Saved data entries —
# # # # #

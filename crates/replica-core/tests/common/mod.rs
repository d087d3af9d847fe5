//! Shared helpers for the integration tests

#![allow(dead_code)]

use replica_value::{ObjectBuilder, PropertyKey, Value};
use std::sync::Once;

static TRACING: Once = Once::new();

/// Install a tracing subscriber driven by `RUST_LOG` (once per test binary).
pub fn init_tracing() {
    TRACING.call_once(|| {
        let _ = tracing_subscriber::fmt()
            .with_env_filter(tracing_subscriber::EnvFilter::from_default_env())
            .with_test_writer()
            .try_init();
    });
}

/// Plain object from `(key, value)` pairs
pub fn obj(entries: Vec<(&str, Value)>) -> Value {
    entries
        .into_iter()
        .fold(ObjectBuilder::new(), |builder, (k, v)| builder.property(k, v))
        .build()
}

/// Array of int32 values
pub fn ints(values: &[i32]) -> Value {
    Value::array(values.iter().map(|&v| Value::int32(v)).collect())
}

/// `a.self = a`, plus a `name` field
pub fn self_referential(name: &str) -> Value {
    let value = obj(vec![("name", Value::string(name))]);
    value.set_property("self", value.clone());
    value
}

/// Read an own or inherited property, panicking on getter failure
pub fn get(value: &Value, key: &str) -> Value {
    value.get(&PropertyKey::string(key)).unwrap()
}
//! passgen UI layer.
//!
//! The page is HTML/CSS/JS rendered inside a `wry` WebView (feature `gui`).
//! Rust owns all state: the page posts `IpcMessage`s and re-renders from a
//! serialized `GeneratorView`. The view derivation and strength bars are
//! pure and available without the `gui` feature.

pub mod ipc;
pub mod strength_indicator;
pub mod view;

#[cfg(feature = "gui")]
pub mod webview_app;
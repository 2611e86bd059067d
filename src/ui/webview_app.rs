//! WebView-based generator window using `wry` + `tao`.
//!
//! Architecture:
//! - The page is served from the `passgen://` custom protocol.
//! - IPC from JS → Rust via `window.ipc.postMessage()`, parsed into `IpcMessage`.
//! - Rust → JS by evaluating `window.__pg_render(<view json>)` after every message.

use std::sync::{Arc, Mutex};

use tao::event::{Event, WindowEvent};
use tao::event_loop::{ControlFlow, EventLoop, EventLoopBuilder};
use tao::window::WindowBuilder;
use tracing::{debug, error, info};
use wry::WebViewBuilder;
use zeroize::Zeroizing;

use crate::app::App;
use crate::managers::generator_controller::GeneratorControllerTrait;
use crate::ui::ipc::IpcMessage;
use crate::ui::view::GeneratorView;

const PAGE_URL: &str = "passgen://localhost/";

const PAGE_HTML: &str = include_str!("../../resources/ui/generator.html");
const PAGE_CSS: &str = include_str!("../../resources/ui/generator.css");
const PAGE_JS: &str = include_str!("../../resources/ui/generator.js");

#[derive(Debug)]
enum UserEvent {
    EvalScript(Zeroizing<String>),
}

struct UiState {
    app: App,
}

fn page_html() -> String {
    let mut html = String::with_capacity(PAGE_HTML.len() + PAGE_CSS.len() + PAGE_JS.len() + 256);
    html.push_str("<!DOCTYPE html><html lang=\"en\"><head><meta charset=\"UTF-8\">");
    html.push_str("<title>Password Generator</title><style>");
    html.push_str(PAGE_CSS);
    html.push_str("</style></head><body>");
    html.push_str(PAGE_HTML);
    html.push_str("<script>");
    html.push_str(PAGE_JS);
    html.push_str("</script></body></html>");
    html
}

/// The script embeds the password, so both buffers are wiped on drop.
fn render_script(view: &GeneratorView) -> Zeroizing<String> {
    let json = Zeroizing::new(serde_json::to_string(view).unwrap_or_else(|_| "null".to_string()));
    Zeroizing::new(format!("window.__pg_render&&window.__pg_render({});", json.as_str()))
}

// ─── IPC handler ───

fn handle_ipc(state: &mut UiState, message: &str) -> Option<UserEvent> {
    let msg = match IpcMessage::parse(message) {
        Ok(msg) => msg,
        Err(e) => {
            debug!(error = %e, "ignoring malformed ipc message");
            return None;
        }
    };

    if let Some(transition) = msg.transition() {
        if let Err(e) = state.app.controller.apply(transition) {
            error!(error = %e, "transition failed");
        }
    }

    Some(UserEvent::EvalScript(render_script(&state.app.controller.view())))
}

// ─── Main entry point ───

/// Opens the generator window and runs the event loop until it is closed.
pub fn run(app: App) -> Result<(), Box<dyn std::error::Error>> {
    let window_settings = app.settings().window.clone();
    let state = Arc::new(Mutex::new(UiState { app }));

    let event_loop: EventLoop<UserEvent> = EventLoopBuilder::with_user_event().build();
    let proxy = event_loop.create_proxy();

    let window = WindowBuilder::new()
        .with_title("Password Generator")
        .with_inner_size(tao::dpi::LogicalSize::new(window_settings.width, window_settings.height))
        .build(&event_loop)?;

    let ipc_state = state.clone();

    let builder = WebViewBuilder::new()
        .with_custom_protocol("passgen".into(), move |_wv_id, _request| {
            wry::http::Response::builder()
                .header("Content-Type", "text/html; charset=utf-8")
                .body(page_html().into_bytes().into())
                .unwrap_or_else(|_| wry::http::Response::new(Vec::<u8>::new().into()))
        })
        .with_url(PAGE_URL)
        .with_ipc_handler(move |msg: wry::http::Request<String>| {
            let event = match ipc_state.lock() {
                Ok(mut s) => handle_ipc(&mut s, msg.body()),
                Err(e) => {
                    error!(error = %e, "ui state lock poisoned");
                    None
                }
            };
            if let Some(event) = event {
                let _ = proxy.send_event(event);
            }
        })
        .with_devtools(cfg!(debug_assertions));

    #[cfg(target_os = "linux")]
    let webview = {
        use tao::platform::unix::WindowExtUnix;
        use wry::WebViewBuilderExtUnix;
        let vbox = window.default_vbox().ok_or("failed to get GTK vbox")?;
        builder.build_gtk(vbox)?
    };

    #[cfg(not(target_os = "linux"))]
    let webview = builder.build(&window)?;

    info!("generator window opened");

    event_loop.run(move |event, _, control_flow| {
        *control_flow = ControlFlow::Wait;

        match event {
            Event::WindowEvent {
                event: WindowEvent::CloseRequested,
                ..
            } => {
                info!("generator window closed");
                *control_flow = ControlFlow::Exit;
            }

            Event::UserEvent(UserEvent::EvalScript(js)) => {
                if let Err(e) = webview.evaluate_script(&js) {
                    error!(error = %e, "failed to render view");
                }
            }

            _ => {}
        }
    });
}
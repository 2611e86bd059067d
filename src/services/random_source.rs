use ring::rand::{SecureRandom, SystemRandom};
use zeroize::Zeroize;

use crate::types::errors::GenerationError;

/// Source of cryptographically secure randomness for password generation.
pub trait RandomSource {
    /// Fills `dest` with random bytes.
    fn fill(&self, dest: &mut [u8]) -> Result<(), GenerationError>;

    /// Returns a uniformly distributed index in `0..bound`.
    ///
    /// Uses rejection sampling so small pools carry no modulo bias.
    fn index_below(&self, bound: usize) -> Result<usize, GenerationError> {
        let bound = u32::try_from(bound)
            .ok()
            .filter(|b| *b > 0)
            .ok_or_else(|| GenerationError::RandomGeneration(format!("invalid range: 0..{}", bound)))?;

        let zone = (u32::MAX / bound) * bound;
        let mut buf = [0u8; 4];
        loop {
            self.fill(&mut buf)?;
            let value = u32::from_le_bytes(buf);
            if value < zone {
                buf.zeroize();
                return Ok((value % bound) as usize);
            }
        }
    }
}

/// Fisher-Yates shuffle driven by a `RandomSource`.
pub fn shuffle<T, R: RandomSource + ?Sized>(rng: &R, items: &mut [T]) -> Result<(), GenerationError> {
    for i in (1..items.len()).rev() {
        let j = rng.index_below(i + 1)?;
        items.swap(i, j);
    }
    Ok(())
}

/// Operating system CSPRNG backed by `ring`.
pub struct SystemRandomSource {
    rng: SystemRandom,
}

impl SystemRandomSource {
    pub fn new() -> Self {
        Self {
            rng: SystemRandom::new(),
        }
    }
}

impl Default for SystemRandomSource {
    fn default() -> Self {
        Self::new()
    }
}

impl RandomSource for SystemRandomSource {
    fn fill(&self, dest: &mut [u8]) -> Result<(), GenerationError> {
        self.rng
            .fill(dest)
            .map_err(|_| GenerationError::RandomGeneration("system RNG unavailable".to_string()))
    }
}
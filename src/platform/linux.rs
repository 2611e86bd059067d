// Config: $XDG_CONFIG_HOME/passgen, falling back to ~/.config/passgen

use std::env;
use std::path::PathBuf;

fn home_dir() -> PathBuf {
    PathBuf::from(env::var("HOME").unwrap_or_else(|_| String::from("/tmp")))
}

pub fn get_config_dir() -> PathBuf {
    match env::var("XDG_CONFIG_HOME") {
        Ok(dir) if !dir.is_empty() => PathBuf::from(dir).join("passgen"),
        _ => home_dir().join(".config").join("passgen"),
    }
}
//! Log output setup shared by the binaries.
//!
//! Logs go to stderr; stdout is reserved for the RPC protocol.

use tracing_subscriber::EnvFilter;

/// Installs the global `tracing` subscriber.
///
/// `RUST_LOG` wins over `default_filter`. An invalid directive falls back to
/// `info`. Calling this more than once is harmless.
pub fn init(default_filter: &str) {
    let filter = EnvFilter::try_from_default_env()
        .or_else(|_| EnvFilter::try_new(default_filter))
        .unwrap_or_else(|_| EnvFilter::new("info"));

    let _ = tracing_subscriber::fmt()
        .with_env_filter(filter)
        .with_writer(std::io::stderr)
        .with_target(false)
        .try_init();
}
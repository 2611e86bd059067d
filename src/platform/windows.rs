// Config: %APPDATA%/Passgen

use std::env;
use std::path::PathBuf;

pub fn get_config_dir() -> PathBuf {
    let appdata = env::var("APPDATA")
        .unwrap_or_else(|_| String::from("C:\\Users\\Default\\AppData\\Roaming"));
    PathBuf::from(appdata).join("Passgen")
}
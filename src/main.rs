//! passgen — a desktop password generator with a web UI and a strength meter.
//!
//! Entry point: opens the generator window. When built without the `gui`
//! feature, walks through a generator session on the console instead.

use passgen::app::App;
use passgen::services::clipboard;

#[cfg(feature = "gui")]
fn main() {
    let app = App::bootstrap(clipboard::default_sink());
    if let Err(e) = passgen::ui::webview_app::run(app) {
        tracing::error!(error = %e, "failed to start the generator window");
        eprintln!("passgen: {}", e);
        std::process::exit(1);
    }
}

#[cfg(not(feature = "gui"))]
fn main() {
    use passgen::managers::generator_controller::GeneratorControllerTrait;
    use passgen::types::generator::{CharacterClass, PasswordLength, Transition};

    let mut app = App::bootstrap(clipboard::default_sink());
    let controller = &mut app.controller;

    println!("Password Generator v{} (console mode)", env!("CARGO_PKG_VERSION"));
    println!();

    let steps = [
        Transition::Generate,
        Transition::Toggle(CharacterClass::Uppercase),
        Transition::Toggle(CharacterClass::Lowercase),
        Transition::Toggle(CharacterClass::Numbers),
        Transition::Toggle(CharacterClass::Symbols),
        Transition::SetLength(PasswordLength::new(16).unwrap_or_default()),
        Transition::Generate,
        Transition::Copy,
    ];

    for step in steps {
        match controller.apply(step) {
            Ok(outcome) => println!("  {:<28} -> {:?}", format!("{:?}", step), outcome),
            Err(e) => {
                eprintln!("  {:?} failed: {}", step, e);
                std::process::exit(1);
            }
        }
    }

    let view = controller.view();
    let bars: String = view
        .bars
        .iter()
        .map(|bar| if bar.is_some() { '█' } else { '░' })
        .collect();
    println!();
    println!("  Password : {}", view.password.as_str());
    println!("  Strength : {} {}", bars, view.strength_label.unwrap_or(""));
    println!("  Copied   : {}", view.is_copied);
}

# # # # #

How to complete this task — If a line above includes the string "values", pick it out.

Reply to the task —
/// Array of int32 values
pub fn ints(values: &[i32]) -> Value {
    Value::array(values.iter().map(|&v| Value::int32(v)).collect())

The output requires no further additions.